Eles não sabem pressionar adequadamente, a defesa não consegue segurar uma linha alta e quase todos os seus gols vêm no contra-ataque ou através de um lampejo de genialidade de Fernandes; muitas vezes ambos.

O crédito é merecido, claro que sim, mas entregar as rédeas a um treinador interino num dos maiores clubes do futebol mundial só porque ele está a utilizar um médio que obviamente devia ter estado a jogar desde o início, deslocou o que muitos consideram o melhor número 10 do mundo para a posição de número 10 e melhorou o ambiente que estava no seu ponto mais baixo com o seu antecessor seria um risco enorme.

Assim como nomear outra pessoa depois do trabalho que Carrick fez – entendemos isso. Dar-lhe um contrato é a opção segura para Sir Jim Ratcliffe e a INEOS. Nenhum torcedor vai reclamar; a maioria diria que ele lhes deixou pouca alternativa além de dar-lhe o cargo.

O fato de Carrick se revelar um desastre não recairia sobre eles nem de perto tanto quanto se uma contratação externa fracassasse em Old Trafford. Recusamo-nos a aceitar que não existam várias alternativas que poderiam fazer um trabalho muito melhor.

O problema, claro, é escolher a pessoa certa. Mas um bom primeiro passo seria identificar um treinador que consiga fazer sua equipe jogar um estilo de futebol à altura de um clube do tamanho do Manchester United. Pelo visto na noite de segunda-feira, Keith Andrews seria uma aposta melhor.

“Ele é um dos melhores do mundo nesses momentos e, felizmente, ele entregou hoje”, disse o técnico interino do Chelsea, Calum McFarlane, após Sanchez fazer algumas defesas de qualidade para deter o Leeds e ajudar os Blues a chegarem à final da FA Cup.

O espanhol foi igualmente elogiado pelo treinador adversário Daniel Farke e pelos comentaristas pelo que foi, de facto, uma atuação muito boa, e não particularmente incomum no que diz respeito às suas defesas.

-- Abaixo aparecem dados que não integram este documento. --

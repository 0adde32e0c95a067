/***************************************/
/*        3rd party libraries          */
/***************************************/
use rand::rngs::SmallRng;
use rand::{Rng, SeedableRng};

/***************************************/
/*           Local modules             */
/***************************************/
use crate::shared::{Direction, Request};

/// Draws requests uniformly over a floor range and both directions.
#[derive(Debug)]
pub struct RequestGenerator {
    rng: SmallRng,
    min_floor: i32,
    max_floor: i32,
}

impl RequestGenerator {
    /// `seed` makes the request sequence reproducible. Without one the
    /// generator seeds itself from the OS.
    pub fn new(min_floor: i32, max_floor: i32, seed: Option<u64>) -> RequestGenerator {
        let rng = match seed {
            Some(seed) => SmallRng::seed_from_u64(seed),
            None => SmallRng::from_entropy(),
        };
        RequestGenerator {
            rng,
            min_floor,
            max_floor,
        }
    }

    pub fn next_request(&mut self) -> Request {
        let floor = self.rng.gen_range(self.min_floor..=self.max_floor);
        let direction = if self.rng.gen_bool(0.5) {
            Direction::Up
        } else {
            Direction::Down
        };
        Request::new(floor, direction)
    }
}
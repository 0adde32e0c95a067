/***************************************/
/*        3rd party libraries          */
/***************************************/
use thiserror::Error;

/***************************************/
/*             Error types             */
/***************************************/
#[derive(Debug, Error, Clone, PartialEq, Eq)]
pub enum ValidationError {
    #[error("floor {floor} is outside the served range {min}..={max}")]
    FloorOutOfRange { floor: i32, min: i32, max: i32 },

    #[error("'{0}' is not a floor number")]
    InvalidFloor(String),

    #[error("'{0}' is not a direction, expected 'up' or 'down'")]
    InvalidDirection(String),

    #[error("'{0}' is not a request, expected FLOOR:DIR")]
    MalformedRequest(String),
}

#[derive(Debug, Error, Clone, PartialEq, Eq)]
pub enum RuntimeError {
    #[error(transparent)]
    Validation(#[from] ValidationError),

    #[error("dispatcher runtime has stopped")]
    Stopped,
}

#[derive(Debug, Error)]
pub enum ConfigError {
    #[error("failed to read configuration file: {0}")]
    Io(#[from] std::io::Error),

    #[error("failed to parse configuration file: {0}")]
    Parse(#[from] toml::de::Error),

    #[error("invalid configuration: {0}")]
    Invalid(String),
}
pub mod axes;
pub mod margins;
pub mod view;

pub use axes::{scatter_points, Axis, AxisSelection, ScatterPoint};
pub use margins::{ColorScheme, Lean, LineStyle, MarginSeries, MarginTable, Palette};
pub use view::{ControlPanel, Interaction};
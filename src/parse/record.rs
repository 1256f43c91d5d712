// src/parse/record.rs

use serde::{Deserialize, Serialize};
use std::collections::BTreeMap;

use super::value::{infer_value, Value};

/// One data row, keyed by header name.
#[derive(Debug, Clone, PartialEq, Default, Serialize, Deserialize)]
#[serde(transparent)]
pub struct Record {
    fields: BTreeMap<String, Value>,
}

impl Record {
    /// Pair `cells` positionally with `columns`, inferring each value.
    /// Caller guarantees equal lengths.
    pub(crate) fn from_cells<'a>(
        columns: &[String],
        cells: impl IntoIterator<Item = &'a str>,
    ) -> Self {
        let fields = columns
            .iter()
            .cloned()
            .zip(cells.into_iter().map(infer_value))
            .collect();
        Self { fields }
    }

    pub fn get(&self, column: &str) -> Option<&Value> {
        self.fields.get(column)
    }

    pub fn number(&self, column: &str) -> Option<f64> {
        self.get(column).and_then(Value::as_number)
    }

    pub fn text(&self, column: &str) -> Option<&str> {
        self.get(column).and_then(Value::as_text)
    }

    pub fn len(&self) -> usize {
        self.fields.len()
    }

    pub fn is_empty(&self) -> bool {
        self.fields.is_empty()
    }

    /// Column names, alphabetical. Use `Dataset::columns` for header order.
    pub fn keys(&self) -> impl Iterator<Item = &str> {
        self.fields.keys().map(String::as_str)
    }
}

impl FromIterator<(String, Value)> for Record {
    fn from_iter<I: IntoIterator<Item = (String, Value)>>(iter: I) -> Self {
        Self {
            fields: iter.into_iter().collect(),
        }
    }
}

#[cfg(test)]
mod tests {
    use super::*;

    #[test]
    fn accessors_respect_type() {
        let cols = vec!["name".to_string(), "x".to_string()];
        let rec = Record::from_cells(&cols, ["USA", " 0.7 "]);
        assert_eq!(rec.len(), 2);
        assert_eq!(rec.text("name"), Some("USA"));
        assert_eq!(rec.number("name"), None);
        assert_eq!(rec.number("x"), Some(0.7));
        assert_eq!(rec.text("x"), None);
        assert!(rec.get("y").is_none());
    }
}
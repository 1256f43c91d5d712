// src/chart/axes.rs

use anyhow::{bail, Result};
use serde::Serialize;
use tracing::debug;

use crate::parse::{Dataset, Record, Value};

#[derive(Debug, Clone, Copy, PartialEq, Eq)]
pub enum Axis {
    X,
    Y,
    Z,
}

/// Which numeric column drives each axis. `z` sizes the points.
#[derive(Debug, Clone, PartialEq, Default, Serialize)]
pub struct AxisSelection {
    pub x: Option<String>,
    pub y: Option<String>,
    pub z: Option<String>,
    /// Columns the axes may be set to.
    choices: Vec<String>,
}

impl AxisSelection {
    /// The first three numeric columns, in header order, become x, y and z.
    pub fn for_dataset(dataset: &Dataset) -> Self {
        Self::from_choices(dataset.numeric_columns())
    }

    pub fn from_choices(choices: Vec<String>) -> Self {
        let mut it = choices.iter().cloned();
        Self {
            x: it.next(),
            y: it.next(),
            z: it.next(),
            choices,
        }
    }

    pub fn choices(&self) -> &[String] {
        &self.choices
    }

    /// Point `axis` at `column`, or clear it with `None`.
    pub fn set(&mut self, axis: Axis, column: Option<&str>) -> Result<()> {
        if let Some(c) = column {
            if !self.choices.iter().any(|k| k == c) {
                bail!("`{}` is not a numeric column (choices: {:?})", c, self.choices);
            }
        }
        let slot = match axis {
            Axis::X => &mut self.x,
            Axis::Y => &mut self.y,
            Axis::Z => &mut self.z,
        };
        *slot = column.map(str::to_string);
        Ok(())
    }
}

#[derive(Debug, Clone, PartialEq, Serialize)]
pub struct ScatterPoint {
    pub label: Option<String>,
    pub x: f64,
    pub y: f64,
    /// `y` squashed towards the top so small values stay visible.
    pub compressed_y: f64,
    pub size: Option<f64>,
}

/// Fourth-root compression relative to `max`. Sign is preserved.
pub fn compress(y: f64, max: f64) -> f64 {
    if !(max > 0.0) {
        return y;
    }
    let ratio = y / max;
    ratio.signum() * ratio.abs().powf(0.25) * max
}

/// Build scatter points for `sel`. Records without a numeric x and y are left out.
pub fn scatter_points(dataset: &Dataset, sel: &AxisSelection) -> Vec<ScatterPoint> {
    let (Some(xk), Some(yk)) = (sel.x.as_deref(), sel.y.as_deref()) else {
        return Vec::new();
    };

    let raw: Vec<(&Record, f64, f64)> = dataset
        .records()
        .iter()
        .filter_map(|r| Some((r, r.number(xk)?, r.number(yk)?)))
        .collect();

    let max_y = raw
        .iter()
        .map(|&(_, _, y)| y)
        .fold(f64::NEG_INFINITY, f64::max);
    debug!(x = xk, y = yk, points = raw.len(), max_y, "scatter");

    raw.into_iter()
        .map(|(rec, x, y)| ScatterPoint {
            label: label_of(dataset, rec),
            x,
            y,
            compressed_y: compress(y, max_y),
            size: sel.z.as_deref().and_then(|z| rec.number(z)),
        })
        .collect()
}

/// First text field in header order.
fn label_of(dataset: &Dataset, rec: &Record) -> Option<String> {
    dataset.columns().iter().find_map(|c| match rec.get(c) {
        Some(Value::Text(s)) => Some(s.clone()),
        _ => None,
    })
}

Ele tem reações excelentes e esses grandes momentos nunca foram o seu problema.

“Isso é Rob Sanchez no seu melhor”, acrescentou McFarlane, claramente ciente, assim como todos nós, de quão prejudicial Sanchez pode ser no seu pior.

Nunca houve um goleiro que exalasse uma tranquilidade tão injustificada com a bola nos pés.

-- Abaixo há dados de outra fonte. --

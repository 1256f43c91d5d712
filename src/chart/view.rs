// src/chart/view.rs

use anyhow::{bail, Result};
use serde::Serialize;
use tracing::trace;

use super::margins::ColorScheme;
use crate::config::Config;

pub const MIN_ROTATION_SPEED: f64 = 0.0;
pub const MAX_ROTATION_SPEED: f64 = 0.01;

/// Backgrounds offered by the control panel.
pub const BACKGROUNDS: [&str; 3] = ["#1a1a1a", "#4a4a4a", "#5C544E"];

/// Hover and click state for the chart's labelled items.
#[derive(Debug, Clone, Default, PartialEq, Eq, Serialize)]
pub struct Interaction {
    active: Option<String>,
    selected: Option<String>,
}

impl Interaction {
    pub fn enter(&mut self, item: &str) {
        trace!(item, "enter");
        self.active = Some(item.to_string());
    }

    pub fn leave(&mut self) {
        self.active = None;
    }

    pub fn click(&mut self, item: &str) {
        trace!(item, "select");
        self.selected = Some(item.to_string());
    }

    pub fn close(&mut self) {
        self.selected = None;
    }

    pub fn active(&self) -> Option<&str> {
        self.active.as_deref()
    }

    pub fn selected(&self) -> Option<&str> {
        self.selected.as_deref()
    }

    /// What the details panel shows: a selection beats a hover.
    pub fn displayed(&self) -> Option<&str> {
        self.selected().or(self.active())
    }
}

#[derive(Debug, Clone, PartialEq, Serialize)]
pub struct ControlPanel {
    pub open: bool,
    pub color_scheme: ColorScheme,
    background: String,
    rotation_speed: f64,
    pub show_grid_lines: bool,
    pub show_edges: bool,
    pub show_nodes: bool,
}

impl ControlPanel {
    pub fn from_config(cfg: &Config) -> Result<Self> {
        let mut panel = Self::unchecked(cfg);
        panel.set_background(&cfg.background)?;
        panel.set_rotation_speed(cfg.rotation_speed);
        Ok(panel)
    }

    fn unchecked(cfg: &Config) -> Self {
        Self {
            open: false,
            color_scheme: cfg.color_scheme,
            background: cfg.background.clone(),
            rotation_speed: cfg.rotation_speed,
            show_grid_lines: cfg.show_grid_lines,
            show_edges: cfg.show_edges,
            show_nodes: cfg.show_nodes,
        }
    }

    pub fn toggle(&mut self) {
        self.open = !self.open;
    }

    pub fn background(&self) -> &str {
        &self.background
    }

    pub fn set_background(&mut self, color: &str) -> Result<()> {
        let Some(known) = BACKGROUNDS.iter().find(|b| b.eq_ignore_ascii_case(color)) else {
            bail!("unknown background `{}` (choices: {:?})", color, BACKGROUNDS);
        };
        self.background = known.to_string();
        Ok(())
    }

    pub fn rotation_speed(&self) -> f64 {
        self.rotation_speed
    }

    /// Clamped to the slider range; NaN resets to the minimum.
    pub fn set_rotation_speed(&mut self, speed: f64) {
        self.rotation_speed = if speed.is_nan() {
            MIN_ROTATION_SPEED
        } else {
            speed.clamp(MIN_ROTATION_SPEED, MAX_ROTATION_SPEED)
        };
    }
}

impl Default for ControlPanel {
    fn default() -> Self {
        Self::unchecked(&Config::default())
    }
}
pub mod chart;
pub mod config;
pub mod export;
pub mod parse;

pub use parse::{numeric_columns, parse, Dataset, Record, Value};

O Chelsea não deve se deixar enganar pelos mergulhos de corpo inteiro, pernas estendidas e pulsos fortes. Sanchez sempre parece ter o perfil, mas um erro desconcertante está sempre à espreita, e embora esta contratação possa parecer insignificante em comparação com outras desta lista, um goleiro competente teria feito uma diferença enorme para o Chelsea nesta temporada – e fará sempre que a BlueCo decidir investir uma quantia proporcional de dinheiro na que é, sem dúvida, a posição mais importante do time.

Os proprietários do Fundo de Investimento Público do Newcastle têm sido surpreendentemente reservados na gestão do clube até agora. Em parte devido às rigorosas regras de fair play financeiro, ainda não vimos uma equipa com Kylian Mbappé, Ousmane Dembélé e Mohamed Salah, como aqueles primeiros onze combinados de "Como o Newcastle poderia ser sob o PIF" nos fizeram acreditar que poderia ser o caso.

Eles também resistiram até agora à tentação de se livrar de um treinador muito bom, mas não muito renomado, em Eddie Howe. Até o momento, isso não tem sido muito difícil, pois ele fez maravilhas, tirando o clube da luta contra o rebaixamento e levando-o à Liga dos Campeões, além de conquistar seu primeiro troféu em 70 anos.

A forma angustiante na segunda metade desta temporada, que ainda pode envolvê-los na luta contra o rebaixamento, testará sua determinação e há uma boa chance de Howe ser dispensado. Tudo ficou um pouco estagnado em St James' Park, e uma mudança parece uma boa ideia para todas as partes.

Houve sugestões de que o PIF deveria optar por um treinador de renome, diante de alegações não irracionais de que Howe talvez não tenha conseguido atrair os futebolistas mais elite.

Mas a falta de futebol europeu e um troféu em 70 anos continuarão a tornar essa uma tarefa difícil, mesmo que atraiam um Mourinho ou um Roberto Mancini para o Nordeste, e esses treinadores trazem o perigo de criar atritos com exigências que os donos não podem atender, com as mãos atadas pelo FFP e por um estilo de futebol que pode muito bem ser inadequado para uma Premier League que mudou drasticamente desde que eles alcançaram sucesso no futebol inglês de elite.